In Baghdad, Lt. Col. Steve Boylan, director of the Combined Press Information Center, said, "We don't know the state of [al-Zarqawi's] health. We're still actively looking for him. We've seen the reports on the Web, but they have not altered our operations on the ground. We have nothing to validate the reports."
U.S. and Iraqi authorities say al-Zarqawi was behind many of the insurgent attacks across Iraq. One Islamist Web site, in a posting Friday, said he is "well and leading jihadi operations."
Al-Zarqawi's group has claimed responsibility for car bombings, kidnappings and beheadings in Iraq.
This month, the U.S. military said it had seized a letter from Iraqi insurgents believed to be intended for al-Zarqawi complaining about low morale among followers and weakening support for the insurgency. (Full story)
The United States has posted a $25 million reward for information leading to al-Zarqawi's capture.

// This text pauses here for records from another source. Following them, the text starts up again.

pub mod report;

use std::{env, path::PathBuf};

use anyhow::{bail, Result};
use clap::{CommandFactory, Parser, Subcommand};
use report::{process_stats_command, StatsCommand};
use tokio::io;
use tracing::{info, level_filters::LevelFilter};

use crate::{
    stats::entry::parse_log,
    store::{
        entry_store::{EntryStore, FileEntryStore},
        ChangeNotifier, LogNotifier,
    },
    utils::{
        logging::enable_logging,
        time::{is_canonical_timestamp, timestamp_now},
    },
};

#[derive(Parser, Debug)]
#[command(name = "Replog", version, long_about = None)]
#[command(about = "Personal exercise log with adaptive statistics", long_about = None)]
struct Args {
    #[command(subcommand)]
    commands: Commands,
    #[arg(long, help = "Enable logging")]
    log: bool,
}

#[derive(Subcommand, Debug)]
#[command(version, about, long_about = None)]
enum Commands {
    #[command(about = "Record a new entry")]
    Add {
        #[arg(help = "Repetition count")]
        reps: u64,
        #[arg(
            long,
            help = "Timestamp of the entry, for example 2026-02-10T10:05:00. Defaults to now"
        )]
        at: Option<String>,
        #[arg(long, default_value = "cli", help = "Provenance tag carried with the entry")]
        source: String,
    },
    #[command(about = "Change a recorded entry")]
    Edit {
        #[arg(help = "Identifier printed when the entry was recorded")]
        id: u64,
        #[arg(long, help = "New repetition count")]
        reps: Option<u64>,
        #[arg(long, help = "New timestamp")]
        at: Option<String>,
        #[arg(long, help = "New provenance tag")]
        source: Option<String>,
    },
    #[command(about = "Delete a recorded entry")]
    Remove {
        #[arg(help = "Identifier printed when the entry was recorded")]
        id: u64,
    },
    #[command(
        about = "Import entries from a delimited log with a timestamp,repetitions,source header"
    )]
    Import {
        #[arg(help = "Path of the log file")]
        file: PathBuf,
    },
    #[command(about = "Display totals over time at adaptive resolution")]
    Stats {
        #[command(flatten)]
        command: StatsCommand,
    },
}

pub async fn run_cli() -> Result<()> {
    let args = Args::parse();

    let logging_level = if args.log {
        Some(LevelFilter::TRACE)
    } else {
        None
    };
    enable_logging(&create_application_default_path()?, logging_level, args.log)?;

    match args.commands {
        Commands::Add { reps, at, source } => process_add_command(reps, at, source).await,
        Commands::Edit {
            id,
            reps,
            at,
            source,
        } => process_edit_command(id, reps, at, source).await,
        Commands::Remove { id } => process_remove_command(id).await,
        Commands::Import { file } => process_import_command(file).await,
        Commands::Stats { command } => process_stats_command(command).await,
    }
}

fn open_default_store() -> Result<FileEntryStore> {
    Ok(FileEntryStore::new(
        create_application_default_path()?.join("entries"),
    )?)
}

/// Rejects timestamps the bucketing prefixes would misinterpret.
fn checked_timestamp(at: Option<String>) -> Result<String> {
    let Some(at) = at else {
        return Ok(timestamp_now());
    };
    if !is_canonical_timestamp(&at) {
        return Err(Args::command()
            .error(
                clap::error::ErrorKind::ValueValidation,
                format!("Failed to validate timestamp {at}, expected YYYY-MM-DDTHH:MM:SS"),
            )
            .into());
    }
    Ok(at)
}

async fn process_add_command(reps: u64, at: Option<String>, source: String) -> Result<()> {
    let timestamp = checked_timestamp(at)?;
    let store = open_default_store()?;
    let entity = store.create(timestamp, reps, source).await?;
    LogNotifier.data_changed();
    println!(
        "Recorded entry {} at {} ({} reps)",
        entity.id, entity.timestamp, entity.repetitions
    );
    Ok(())
}

async fn process_edit_command(
    id: u64,
    reps: Option<u64>,
    at: Option<String>,
    source: Option<String>,
) -> Result<()> {
    let store = open_default_store()?;
    let Some(mut entity) = store.list_all().await?.into_iter().find(|e| e.id == id) else {
        bail!("No entry with id {id}");
    };
    if let Some(reps) = reps {
        entity.repetitions = reps;
    }
    if let Some(at) = at {
        entity.timestamp = checked_timestamp(Some(at))?;
    }
    if let Some(source) = source {
        entity.source = source;
    }
    store.update(entity).await?;
    LogNotifier.data_changed();
    println!("Updated entry {id}");
    Ok(())
}

async fn process_remove_command(id: u64) -> Result<()> {
    let store = open_default_store()?;
    if !store.delete(id).await? {
        bail!("No entry with id {id}");
    }
    LogNotifier.data_changed();
    println!("Removed entry {id}");
    Ok(())
}

async fn process_import_command(file: PathBuf) -> Result<()> {
    let raw = tokio::fs::read_to_string(&file).await?;
    let entries = parse_log(&raw);
    info!("Parsed {} valid rows from {file:?}", entries.len());

    let store = open_default_store()?;
    let count = entries.len();
    for entry in entries {
        store
            .create(entry.timestamp, entry.repetitions, entry.source)
            .await?;
    }
    if count > 0 {
        LogNotifier.data_changed();
    }
    println!("Imported {count} entries from {}", file.display());
    Ok(())
}

pub fn create_application_default_path() -> Result<PathBuf> {
    let path = {
        #[cfg(windows)]
        {
            let mut path =
                PathBuf::from(env::var("APPDATA").expect("APPDATA should be present on Windows"));
            path.push("replog");
            path
        }
        #[cfg(target_os = "linux")]
        {
            let mut path = env::var("XDG_STATE_HOME")
                .map(PathBuf::from)
                .or_else(|_| {
                    env::var("HOME").map(|home| {
                        let mut path = PathBuf::from(home);
                        path.push(".local/state");
                        path
                    })
                })
                .expect("Couldn't find neither XDG_STATE_HOME nor HOME");
            path.push("replog");
            path
        }
    };

    match std::fs::create_dir_all(&path) {
        Ok(_) => Ok(path),
        Err(v) if v.kind() == io::ErrorKind::AlreadyExists => Ok(path),
        Err(v) => Err(v.into()),
    }
}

He's described as the most wanted man in Iraq. The reward has generated "a lot of tips and a lot of rumors of Zarqawi sightings," said Lt. Gen. James Conway, director of operations for the Joint Chiefs of Staff last week.
The Bush administration has identified al-Zarqawi as an al Qaeda terrorist who fled to Iraq from Afghanistan in May 2002 for medical treatment.
The U.S. military believes it "came close" to capturing him on February 20, when his car was stopped outside Ramadi. He is believed to have fled on foot, but his laptop computer, containing a "wealth of information," was recovered from the car, Pentagon sources said. (Full story)
Pentagon officials say al-Zarqawi is on the run and express confidence that he will be captured or killed in a matter of time.
Earlier this month U.S. troops went to a hospital in Ramadi after receiving a tip that "terrorists" had been treated. Some rumors suggested al-Zarqawi himself was ill or wounded and had sought treatment there.
"We came away empty-handed. We didn't find anyone or any confirmation that he was ever in the hospital," said a U.S. military official in Baghdad. "These rumors pop up regularly. We check them out when they seem credible."
According to the U.S. government, al-Zarqawi stayed in Iraq to organize terror plots with Ansar al-Islam, a radical Islamic group that operated a training camp in northern Iraq that came under the control of the U.S.-led coalition in the 2003 invasion.
Last year al-Zarqawi pledged his allegiance to Osama bin Laden, who later praised the insurgent's work against coalition troops in Iraq.